OBJECTIVE: To compare the safety and effectiveness between microsurgical discectomy and microendoscopic discectomy for treatment of lumbar disc herniations using meta-analysis.
METHODS: Cochrane Library, PubMed, CNKI, VIP, Web of Science and Wanfang were searched for articles published from building to November 2013. Related journals were retrieved by hand. Randomized controlled trials of microsurgical discectomy and microendoscopic discectomy for treatment of lumbar disc herniations were collected. Qualities of included studies were evaluated using RevMan 5.2 software, and then analyzed by meta-analysis.

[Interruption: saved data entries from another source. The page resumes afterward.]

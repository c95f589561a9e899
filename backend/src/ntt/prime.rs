/// 2^64 - 2^32 + 1. Its multiplicative group has order 2^32 * (2^32 - 1), so it
/// holds 2N-th roots of unity for every ring degree used here.
pub const Q: u64 = 0xFFFF_FFFF_0000_0001;

/// Generator of the multiplicative group of Z_Q.
pub const GENERATOR: u64 = 7;

#[inline(always)]
pub fn add_mod(a: u64, b: u64) -> u64 {
    let (s, carry) = a.overflowing_add(b);
    if carry || s >= Q { s.wrapping_sub(Q) } else { s }
}

#[inline(always)]
pub fn sub_mod(a: u64, b: u64) -> u64 {
    if a >= b { a - b } else { a.wrapping_sub(b).wrapping_add(Q) }
}

#[inline(always)]
pub fn mul_mod(a: u64, b: u64) -> u64 {
    ((a as u128 * b as u128) % Q as u128) as u64
}

pub fn pow_mod(mut x: u64, mut e: u64) -> u64 {
    let mut acc: u64 = 1;
    while e > 0 {
        if e & 1 == 1 {
            acc = mul_mod(acc, x);
        }
        x = mul_mod(x, x);
        e >>= 1;
    }
    acc
}

#[inline(always)]
pub fn inv_mod(x: u64) -> u64 {
    debug_assert!(x != 0, "cannot invert 0");
    pow_mod(x, Q - 2)
}

/// Embeds a signed word into Z_Q.
#[inline(always)]
pub fn from_i32(x: i32) -> u64 {
    if x >= 0 { x as u64 } else { Q - x.unsigned_abs() as u64 }
}

/// Centered lift of `x` to (-Q/2, Q/2], reduced modulo 2^32.
#[inline(always)]
pub fn to_torus32(x: u64) -> i32 {
    if x > Q >> 1 { (x as i64).wrapping_sub(Q as i64) as i32 } else { x as i32 }
}
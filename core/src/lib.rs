pub mod error;
pub mod keys;
pub mod lwe;
pub mod parameters;
pub mod tlwe;

pub use error::{ConfigurationError, Error, Result};
pub use keys::*;
pub use lwe::{ciphertext::*, keyswitch::*, params::*, secret::*};
pub use parameters::*;
pub use tlwe::{ciphertext::*, params::*, secret::*};

pub use backend::{Backend, Executor, FFT64, Module, NTT, Torus32, TransformType};
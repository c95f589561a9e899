use itertools::izip;

use backend::{Backend, Module};

use crate::{
    Error, LWESampleArray, LWESampleMut, Result, TLWESampleArray, TLWESampleRef,
    error::check_shape,
};

impl LWESampleArray {
    /// Extracts coefficient `index` of every TLWE sample of `x` as an LWE
    /// sample under the key [crate::LWEKey::from_tlwe_key].
    pub fn extract_from_tlwe_index<B: Backend>(&mut self, module: &Module<B>, x: &TLWESampleArray, index: usize) -> Result<()> {
        let n: usize = x.n();
        let k: usize = x.k();

        if self.n() != n * k {
            return Err(Error::ShapeMismatch {
                expected: vec![n * k],
                actual: vec![self.n()],
            });
        }
        check_shape(self.shape(), x.shape())?;
        if index >= n {
            return Err(Error::IndexOutOfRange { index, n });
        }

        let items: Vec<(LWESampleMut, TLWESampleRef)> = izip!(self.samples_mut(), x.samples()).collect();
        module.exec().for_each(items, |_, (res, s)| {
            izip!(res.a.chunks_exact_mut(n), s.data.chunks_exact(n).take(k)).for_each(|(a, poly)| {
                (0..=index).for_each(|p| a[p] = poly[index - p]);
                (index + 1..n).for_each(|p| a[p] = poly[n + index - p].wrapping_neg());
            });
            *res.b = s.data[k * n + index];
            *res.current_variance = s.current_variance;
        });
        Ok(())
    }

    /// Extracts the constant coefficient.
    pub fn extract_from_tlwe<B: Backend>(&mut self, module: &Module<B>, x: &TLWESampleArray) -> Result<()> {
        self.extract_from_tlwe_index(module, x, 0)
    }
}
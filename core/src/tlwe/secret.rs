use backend::sampling::FillBinary;
use sampling::source::Source;

use crate::{Result, TLWEParams, error::check_dim, lwe::secret::assert_binary};

/// k binary polynomials of degree N, laid end to end.
#[derive(Clone, Debug, PartialEq)]
pub struct TLWEKey {
    pub(crate) params: TLWEParams,
    pub(crate) key: Vec<i32>,
}

impl TLWEKey {
    pub fn generate(params: TLWEParams, source: &mut Source) -> Self {
        let mut key: Vec<i32> = vec![0; params.k() * params.n()];
        key.fill_binary(source);
        Self { params, key }
    }

    /// Wraps explicit key polynomials. Panics if a coefficient is not 0 or 1.
    pub fn from_vec(params: TLWEParams, key: Vec<i32>) -> Result<Self> {
        check_dim(params.k() * params.n(), key.len())?;
        assert_binary(&key);
        Ok(Self { params, key })
    }

    pub fn params(&self) -> &TLWEParams {
        &self.params
    }

    /// The i-th key polynomial.
    pub fn poly(&self, i: usize) -> &[i32] {
        let n: usize = self.params.n();
        &self.key[i * n..(i + 1) * n]
    }

    pub fn data(&self) -> &[i32] {
        &self.key
    }
}

#[cfg(test)]
mod tests {
    use super::*;

    #[test]
    fn polys_tile_the_key() {
        let mut source: Source = Source::new([0u8; 32]);
        let params: TLWEParams = TLWEParams::new(8, 3, 0.0, 0.0).unwrap();
        let key: TLWEKey = TLWEKey::generate(params, &mut source);
        assert_eq!(key.data().len(), 24);
        assert_eq!(key.poly(2), &key.data()[16..24]);
        assert!(key.data().iter().all(|&s| s == 0 || s == 1));
    }
}
/// An element of R/Z scaled by 2^32. All arithmetic wraps modulo 2^32.
pub type Torus32 = i32;

const TWO32: f64 = 4294967296.0;

/// Rounds the fractional part of `d` onto the 32-bit torus.
#[inline(always)]
pub fn dtot32(d: f64) -> Torus32 {
    ((d - d.trunc()) * TWO32).round() as i64 as Torus32
}

/// Real representative in [-1/2, 1/2) of a torus element.
#[inline(always)]
pub fn t32tod(x: Torus32) -> f64 {
    x as f64 / TWO32
}

/// Width of one of the `msize` slices of the torus, scaled by 2^64. `None`
/// for `msize == 1`, where the single slice is the whole torus.
#[inline(always)]
fn interval(msize: i32) -> Option<u64> {
    debug_assert!(msize > 0, "msize must be positive, got {msize}");
    ((1u64 << 63) / msize as u64).checked_mul(2)
}

/// Maps `mu` to the torus element `mu / msize`.
#[inline(always)]
pub fn mod_switch_to_torus32(mu: i32, msize: i32) -> Torus32 {
    let Some(interv) = interval(msize) else {
        return 0;
    };
    let phase64: u64 = (mu as i64 as u64).wrapping_mul(interv);
    (phase64 >> 32) as Torus32
}

/// Rounds `phase` to the closest multiple of `1 / msize`, returned as an
/// integer in [0, msize).
#[inline(always)]
pub fn mod_switch_from_torus32(phase: Torus32, msize: i32) -> i32 {
    let Some(interv) = interval(msize) else {
        return 0;
    };
    let half_interv: u64 = interv / 2;
    let phase64: u64 = ((phase as u32 as u64) << 32).wrapping_add(half_interv);
    (phase64 / interv) as i32
}
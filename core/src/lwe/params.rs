use crate::ConfigurationError;

/// Dimension and noise bounds of an LWE scheme.
#[derive(Clone, Copy, Debug, PartialEq)]
pub struct LWEParams {
    pub(crate) n: usize,
    pub(crate) alpha_min: f64,
    pub(crate) alpha_max: f64,
}

impl LWEParams {
    pub fn new(n: usize, alpha_min: f64, alpha_max: f64) -> Result<Self, ConfigurationError> {
        if n == 0 {
            return Err(ConfigurationError::ZeroDimension);
        }
        check_noise_bounds(alpha_min, alpha_max)?;
        Ok(Self {
            n,
            alpha_min,
            alpha_max,
        })
    }

    pub fn n(&self) -> usize {
        self.n
    }

    /// Smallest standard deviation a fresh encryption may use.
    pub fn alpha_min(&self) -> f64 {
        self.alpha_min
    }

    /// Largest standard deviation for which decryption is still expected to succeed.
    pub fn alpha_max(&self) -> f64 {
        self.alpha_max
    }
}

pub(crate) fn check_noise_bounds(alpha_min: f64, alpha_max: f64) -> Result<(), ConfigurationError> {
    if !(alpha_min >= 0.0 && alpha_min <= alpha_max && alpha_max.is_finite()) {
        return Err(ConfigurationError::NoiseBounds { alpha_min, alpha_max });
    }
    Ok(())
}
use itertools::izip;

use backend::{Backend, Module, Torus32};

use crate::{
    Result, TLWEParams,
    error::{check_dim, check_shape},
};

/// A batch of TLWE samples. Each element stores its k mask polynomials
/// followed by the body polynomial, `(k+1)*N` coefficients in total.
#[derive(Clone, Debug, PartialEq)]
pub struct TLWESampleArray {
    pub(crate) params: TLWEParams,
    pub(crate) shape: Vec<usize>,
    pub(crate) data: Vec<Torus32>,
    pub(crate) current_variances: Vec<f64>,
}

#[derive(Clone, Copy, Debug)]
pub struct TLWESampleRef<'a> {
    pub data: &'a [Torus32],
    pub current_variance: f64,
}

#[derive(Debug)]
pub struct TLWESampleMut<'a> {
    pub data: &'a mut [Torus32],
    pub current_variance: &'a mut f64,
}

impl TLWESampleArray {
    pub fn alloc(params: TLWEParams, shape: &[usize]) -> Self {
        let len: usize = shape.iter().product();
        Self {
            params,
            shape: shape.to_vec(),
            data: vec![0; len * (params.k() + 1) * params.n()],
            current_variances: vec![0.0; len],
        }
    }

    pub fn params(&self) -> &TLWEParams {
        &self.params
    }

    /// Ring degree N.
    pub fn n(&self) -> usize {
        self.params.n()
    }

    pub fn k(&self) -> usize {
        self.params.k()
    }

    pub fn shape(&self) -> &[usize] {
        &self.shape
    }

    pub fn len(&self) -> usize {
        self.current_variances.len()
    }

    pub fn is_empty(&self) -> bool {
        self.current_variances.is_empty()
    }

    pub fn current_variances(&self) -> &[f64] {
        &self.current_variances
    }

    pub(crate) fn sample_size(&self) -> usize {
        (self.k() + 1) * self.n()
    }

    /// Polynomial `p` of element `i`; `p == k` is the body.
    pub fn poly(&self, i: usize, p: usize) -> &[Torus32] {
        let n: usize = self.n();
        let start: usize = i * self.sample_size() + p * n;
        &self.data[start..start + n]
    }

    pub fn poly_mut(&mut self, i: usize, p: usize) -> &mut [Torus32] {
        let n: usize = self.n();
        let start: usize = i * self.sample_size() + p * n;
        &mut self.data[start..start + n]
    }

    pub fn body(&self, i: usize) -> &[Torus32] {
        self.poly(i, self.k())
    }

    pub fn samples(&self) -> Vec<TLWESampleRef<'_>> {
        izip!(self.data.chunks_exact(self.sample_size()), &self.current_variances)
            .map(|(data, v)| TLWESampleRef {
                data,
                current_variance: *v,
            })
            .collect()
    }

    pub fn samples_mut(&mut self) -> Vec<TLWESampleMut<'_>> {
        let size: usize = self.sample_size();
        izip!(self.data.chunks_exact_mut(size), self.current_variances.iter_mut())
            .map(|(data, current_variance)| TLWESampleMut {
                data,
                current_variance,
            })
            .collect()
    }

    pub(crate) fn check_compatible(&self, other: &TLWESampleArray) -> Result<()> {
        check_dim(self.n(), other.n())?;
        check_dim(self.k(), other.k())?;
        check_shape(&self.shape, &other.shape)
    }
}

/// A batch of TLWE samples with every polynomial in the transform domain of `B`.
pub struct TLWESampleArrayDft<B: Backend> {
    pub(crate) params: TLWEParams,
    pub(crate) shape: Vec<usize>,
    pub(crate) data: Vec<B::ScalarPrep>,
    pub(crate) current_variances: Vec<f64>,
}

impl<B: Backend> TLWESampleArrayDft<B> {
    /// Zeroed batch. The ring degree of `module` must be the one of `params`.
    pub fn alloc(module: &Module<B>, params: TLWEParams, shape: &[usize]) -> Result<Self> {
        check_dim(params.n(), module.n())?;
        let len: usize = shape.iter().product();
        Ok(Self {
            params,
            shape: shape.to_vec(),
            data: module.alloc_dft(len * (params.k() + 1)),
            current_variances: vec![0.0; len],
        })
    }

    pub fn params(&self) -> &TLWEParams {
        &self.params
    }

    pub fn n(&self) -> usize {
        self.params.n()
    }

    pub fn k(&self) -> usize {
        self.params.k()
    }

    pub fn shape(&self) -> &[usize] {
        &self.shape
    }

    pub fn len(&self) -> usize {
        self.current_variances.len()
    }

    pub fn is_empty(&self) -> bool {
        self.current_variances.is_empty()
    }

    pub fn current_variances(&self) -> &[f64] {
        &self.current_variances
    }

    pub(crate) fn sample_size(&self) -> usize {
        (self.k() + 1) * self.n()
    }
}
use super::QuizForm;
use crate::model::{ContentSource, PDF_MIME, PdfFile};
use egui::DroppedFile;
use std::path::{Path, PathBuf};
use std::sync::Arc;
use thiserror::Error;

/// Fichero candidato tal como llega del selector o de un arrastre.
#[derive(Clone, Debug, PartialEq)]
pub struct SelectedFile {
    pub name: String,
    pub mime: String,
    pub size: u64,
    pub path: Option<PathBuf>,
    pub bytes: Option<Arc<[u8]>>,
}

impl SelectedFile {
    pub fn new(name: impl Into<String>, mime: impl Into<String>) -> Self {
        Self {
            name: name.into(),
            mime: mime.into(),
            size: 0,
            path: None,
            bytes: None,
        }
    }

    /// En escritorio egui no informa del tipo MIME; se deduce de la
    /// extensión igual que hace un navegador.
    pub fn from_dropped(file: &DroppedFile) -> Self {
        let name = if file.name.is_empty() {
            file.path
                .as_deref()
                .and_then(Path::file_name)
                .map(|n| n.to_string_lossy().into_owned())
                .unwrap_or_default()
        } else {
            file.name.clone()
        };

        let mime = if file.mime.is_empty() {
            mime_from_extension(&name).unwrap_or_default().to_string()
        } else {
            file.mime.clone()
        };

        let size = file
            .bytes
            .as_ref()
            .map(|b| b.len() as u64)
            .or_else(|| {
                file.path
                    .as_ref()
                    .and_then(|p| std::fs::metadata(p).ok())
                    .map(|m| m.len())
            })
            .unwrap_or(0);

        Self {
            name,
            mime,
            size,
            path: file.path.clone(),
            bytes: file.bytes.clone(),
        }
    }

    /// Fichero elegido en el diálogo nativo: mismo criterio de extensión
    /// que un arrastre sin tipo MIME.
    pub fn from_path(path: &Path) -> Self {
        let name = path
            .file_name()
            .map(|n| n.to_string_lossy().into_owned())
            .unwrap_or_default();
        let mime = mime_from_extension(&name).unwrap_or_default().to_string();
        let size = std::fs::metadata(path).map(|m| m.len()).unwrap_or(0);

        Self {
            name,
            mime,
            size,
            path: Some(path.to_path_buf()),
            bytes: None,
        }
    }
}

fn mime_from_extension(name: &str) -> Option<&'static str> {
    let ext = Path::new(name).extension()?.to_str()?;
    ext.eq_ignore_ascii_case("pdf").then_some(PDF_MIME)
}

#[derive(Clone, Debug, PartialEq, Eq, Error)]
pub enum FileRejection {
    #[error("« {} » n'est pas un PDF{}", display_name(.name), mime_suffix(.mime))]
    NotPdf { name: String, mime: String },
}

fn display_name(name: &str) -> &str {
    if name.trim().is_empty() {
        "fichier sans nom"
    } else {
        name
    }
}

fn mime_suffix(mime: &str) -> String {
    if mime.is_empty() {
        String::new()
    } else {
        format!(" ({mime})")
    }
}

#[derive(Clone, Debug, PartialEq, Eq)]
pub enum FileSelection {
    Accepted,
    Rejected(FileRejection),
    Ignored,
}

impl QuizForm {
    /// Sólo se acepta `application/pdf`. Cualquier otro fichero deja el
    /// borrador, el texto y el nombre mostrado intactos.
    pub fn select_file(&mut self, file: SelectedFile) -> FileSelection {
        if file.mime != PDF_MIME {
            log::warn!("fichero ignorado: {} ({})", file.name, file.mime);
            let rejection = FileRejection::NotPdf {
                name: file.name,
                mime: file.mime,
            };
            self.file_notice = Some(rejection.clone());
            return FileSelection::Rejected(rejection);
        }

        log::debug!("PDF seleccionado: {} ({} bytes)", file.name, file.size);
        self.file_name = file.name.clone();
        self.file_notice = None;
        self.draft.content = ContentSource::UploadedFile(PdfFile {
            name: file.name,
            mime: file.mime,
            size: file.size,
            path: file.path,
            bytes: file.bytes,
        });
        FileSelection::Accepted
    }

    /// Como un `<input type=file>`: sólo cuenta el primer fichero.
    pub fn select_first_file(
        &mut self,
        files: impl IntoIterator<Item = SelectedFile>,
    ) -> FileSelection {
        match files.into_iter().next() {
            Some(file) => self.select_file(file),
            None => FileSelection::Ignored,
        }
    }
}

RESULTS AND CONCLUSION: A total of 5 randomized controlled trials involving 1 430 cases were included. The results of meta-analysis indicated that no significant difference between microsurgical discectomy and microendoscopic discectomy groups was detected in the length of hospital stay [MD=-0.19 (-0.43, 0.05), P=0.13], the improvement rate of Oswestry disability index [MD=2.78 (-0.15, 5.72), P=0.06], the improvement rate of
visual analogue scale [MD=1.96 (-0.29, 4.21), P=0.09] and the root injure [RR= 0.20 (0.03, 1.12), P=0.07]. Compared with microendoscopic discectomy, microsurgical discectomy showed less surgical time [MD=-10.13 (-14.06, -6.21), P < 0.000 01], less blood loss [MD=-24.27 (-39.45, -9.08), P=0.002], lower incidence of dural tear [RR=0.28(0.11, 0.68), P=0.005], lower risk of recurrent herniation [RR=0.34 (0.14, 0.83), P=0.02]. Above data showed that microsurgical discectomy for lumbar disc herniations was safe and effective under the same condition, but with updated technology and equipment, above conclusion is not necessarily always the same. We suggested that clinical physicians should choose a manner based on practical condition. This topic still requires the verification of more high-quality randomized controlled trials, and the conclusion should be updated promptly.